● Work item
Repeat verbatim, and only, the lines of the data below, beginning at the line that contains "selection. Selectors never" and stopping after the line that contains "pub mod object;".

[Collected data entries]
★ ★ ★ ★ ★

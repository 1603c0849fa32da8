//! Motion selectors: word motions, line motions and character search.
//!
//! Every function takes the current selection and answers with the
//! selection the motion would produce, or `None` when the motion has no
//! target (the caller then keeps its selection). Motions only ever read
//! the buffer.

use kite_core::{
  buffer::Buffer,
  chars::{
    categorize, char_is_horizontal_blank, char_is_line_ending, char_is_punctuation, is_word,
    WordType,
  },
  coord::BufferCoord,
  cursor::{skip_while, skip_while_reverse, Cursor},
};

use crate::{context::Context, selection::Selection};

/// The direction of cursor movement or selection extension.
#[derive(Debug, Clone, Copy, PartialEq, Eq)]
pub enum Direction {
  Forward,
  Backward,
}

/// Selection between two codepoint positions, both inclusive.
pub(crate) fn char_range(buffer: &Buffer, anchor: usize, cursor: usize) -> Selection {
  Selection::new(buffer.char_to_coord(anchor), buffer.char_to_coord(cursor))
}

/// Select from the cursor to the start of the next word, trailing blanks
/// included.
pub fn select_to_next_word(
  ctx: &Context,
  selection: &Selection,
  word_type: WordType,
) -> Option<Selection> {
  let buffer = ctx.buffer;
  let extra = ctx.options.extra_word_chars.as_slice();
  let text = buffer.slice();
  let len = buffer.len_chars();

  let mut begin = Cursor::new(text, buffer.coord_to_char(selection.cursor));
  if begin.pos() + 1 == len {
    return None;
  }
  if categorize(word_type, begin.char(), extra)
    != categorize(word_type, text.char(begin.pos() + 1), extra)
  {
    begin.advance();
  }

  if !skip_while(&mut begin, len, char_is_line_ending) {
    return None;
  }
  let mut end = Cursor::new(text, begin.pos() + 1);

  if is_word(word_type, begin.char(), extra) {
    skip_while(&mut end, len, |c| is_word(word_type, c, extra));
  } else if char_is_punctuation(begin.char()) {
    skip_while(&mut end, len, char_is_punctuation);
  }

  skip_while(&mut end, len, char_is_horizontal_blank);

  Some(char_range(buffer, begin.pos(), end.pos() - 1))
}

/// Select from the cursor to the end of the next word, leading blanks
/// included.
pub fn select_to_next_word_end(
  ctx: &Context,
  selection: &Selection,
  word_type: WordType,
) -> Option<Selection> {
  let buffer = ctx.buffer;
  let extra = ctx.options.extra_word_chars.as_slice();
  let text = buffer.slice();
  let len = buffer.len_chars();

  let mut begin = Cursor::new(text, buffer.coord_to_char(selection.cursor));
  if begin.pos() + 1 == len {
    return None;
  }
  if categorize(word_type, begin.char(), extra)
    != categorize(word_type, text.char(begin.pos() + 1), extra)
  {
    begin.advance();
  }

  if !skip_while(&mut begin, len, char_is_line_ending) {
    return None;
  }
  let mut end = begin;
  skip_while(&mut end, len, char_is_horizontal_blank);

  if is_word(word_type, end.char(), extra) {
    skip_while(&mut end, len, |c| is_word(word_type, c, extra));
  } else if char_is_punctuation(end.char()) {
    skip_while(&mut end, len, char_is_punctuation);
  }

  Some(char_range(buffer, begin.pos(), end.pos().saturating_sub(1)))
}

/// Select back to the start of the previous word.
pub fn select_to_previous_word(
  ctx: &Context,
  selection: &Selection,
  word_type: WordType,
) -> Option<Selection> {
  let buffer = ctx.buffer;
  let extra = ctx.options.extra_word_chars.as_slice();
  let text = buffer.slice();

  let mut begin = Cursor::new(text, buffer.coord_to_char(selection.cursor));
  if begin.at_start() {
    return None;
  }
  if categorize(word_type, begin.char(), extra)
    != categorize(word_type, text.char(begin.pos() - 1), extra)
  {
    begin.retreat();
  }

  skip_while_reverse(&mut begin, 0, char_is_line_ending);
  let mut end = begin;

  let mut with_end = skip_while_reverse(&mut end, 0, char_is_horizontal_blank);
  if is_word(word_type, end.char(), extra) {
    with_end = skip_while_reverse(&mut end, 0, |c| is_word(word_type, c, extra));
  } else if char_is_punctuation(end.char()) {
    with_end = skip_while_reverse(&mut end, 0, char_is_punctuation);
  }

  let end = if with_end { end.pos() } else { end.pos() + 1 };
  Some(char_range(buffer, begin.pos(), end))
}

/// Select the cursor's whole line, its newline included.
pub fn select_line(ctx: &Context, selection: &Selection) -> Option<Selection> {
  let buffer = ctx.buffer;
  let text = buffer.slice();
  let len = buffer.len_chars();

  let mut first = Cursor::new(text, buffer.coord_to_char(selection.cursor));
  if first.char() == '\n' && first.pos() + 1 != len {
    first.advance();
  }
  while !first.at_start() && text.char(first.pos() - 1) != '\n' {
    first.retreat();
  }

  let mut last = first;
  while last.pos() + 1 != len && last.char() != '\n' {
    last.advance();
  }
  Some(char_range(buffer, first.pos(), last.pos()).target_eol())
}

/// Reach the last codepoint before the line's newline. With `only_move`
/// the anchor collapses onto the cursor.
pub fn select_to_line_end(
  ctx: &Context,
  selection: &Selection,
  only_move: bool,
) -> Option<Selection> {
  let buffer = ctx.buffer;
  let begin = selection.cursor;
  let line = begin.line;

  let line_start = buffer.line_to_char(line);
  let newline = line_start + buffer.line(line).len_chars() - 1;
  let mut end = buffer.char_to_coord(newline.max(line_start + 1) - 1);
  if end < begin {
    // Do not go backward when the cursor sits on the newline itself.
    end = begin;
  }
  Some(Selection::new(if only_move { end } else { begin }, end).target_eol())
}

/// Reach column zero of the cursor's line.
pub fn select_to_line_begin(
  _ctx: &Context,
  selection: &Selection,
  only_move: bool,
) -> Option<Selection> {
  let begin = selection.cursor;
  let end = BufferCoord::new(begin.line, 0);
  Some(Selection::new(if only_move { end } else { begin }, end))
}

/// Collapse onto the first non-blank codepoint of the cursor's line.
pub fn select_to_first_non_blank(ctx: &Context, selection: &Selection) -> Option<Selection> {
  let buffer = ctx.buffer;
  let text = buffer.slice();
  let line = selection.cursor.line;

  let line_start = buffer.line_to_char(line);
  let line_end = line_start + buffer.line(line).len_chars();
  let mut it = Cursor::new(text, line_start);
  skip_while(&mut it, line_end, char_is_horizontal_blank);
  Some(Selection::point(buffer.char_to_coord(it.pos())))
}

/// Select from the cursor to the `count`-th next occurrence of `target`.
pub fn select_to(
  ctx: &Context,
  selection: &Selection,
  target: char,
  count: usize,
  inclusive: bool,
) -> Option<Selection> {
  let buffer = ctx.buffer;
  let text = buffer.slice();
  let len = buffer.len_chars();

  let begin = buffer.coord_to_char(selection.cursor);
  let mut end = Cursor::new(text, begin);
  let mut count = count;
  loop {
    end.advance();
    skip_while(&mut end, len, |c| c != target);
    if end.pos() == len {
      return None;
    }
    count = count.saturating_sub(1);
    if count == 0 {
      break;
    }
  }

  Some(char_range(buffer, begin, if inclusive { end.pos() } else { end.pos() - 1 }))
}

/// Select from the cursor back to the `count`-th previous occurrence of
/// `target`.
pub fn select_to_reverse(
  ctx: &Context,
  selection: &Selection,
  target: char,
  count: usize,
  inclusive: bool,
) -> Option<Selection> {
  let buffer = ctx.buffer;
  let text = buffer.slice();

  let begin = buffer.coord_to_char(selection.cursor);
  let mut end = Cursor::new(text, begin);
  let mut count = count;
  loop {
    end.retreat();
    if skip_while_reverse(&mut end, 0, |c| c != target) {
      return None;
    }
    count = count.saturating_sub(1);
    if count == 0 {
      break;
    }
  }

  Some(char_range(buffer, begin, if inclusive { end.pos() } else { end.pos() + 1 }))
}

★ ★ ★ ★ ★

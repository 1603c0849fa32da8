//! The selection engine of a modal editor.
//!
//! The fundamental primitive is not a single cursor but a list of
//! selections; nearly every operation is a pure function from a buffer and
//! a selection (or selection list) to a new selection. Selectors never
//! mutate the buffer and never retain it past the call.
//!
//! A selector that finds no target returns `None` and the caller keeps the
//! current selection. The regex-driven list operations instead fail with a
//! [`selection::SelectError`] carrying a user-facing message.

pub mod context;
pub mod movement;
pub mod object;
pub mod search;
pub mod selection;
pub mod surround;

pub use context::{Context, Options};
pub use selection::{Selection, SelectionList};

★ ★ ★ ★ ★

● Solved problem
//! a selection (or selection list) to a new selection. Selectors never
//! mutate the buffer and never retain it past the call.
//!
//! A selector that finds no target returns `None` and the caller keeps the
//! current selection. The regex-driven list operations instead fail with a
//! [`selection::SelectError`] carrying a user-facing message.

pub mod context;
pub mod movement;
pub mod object;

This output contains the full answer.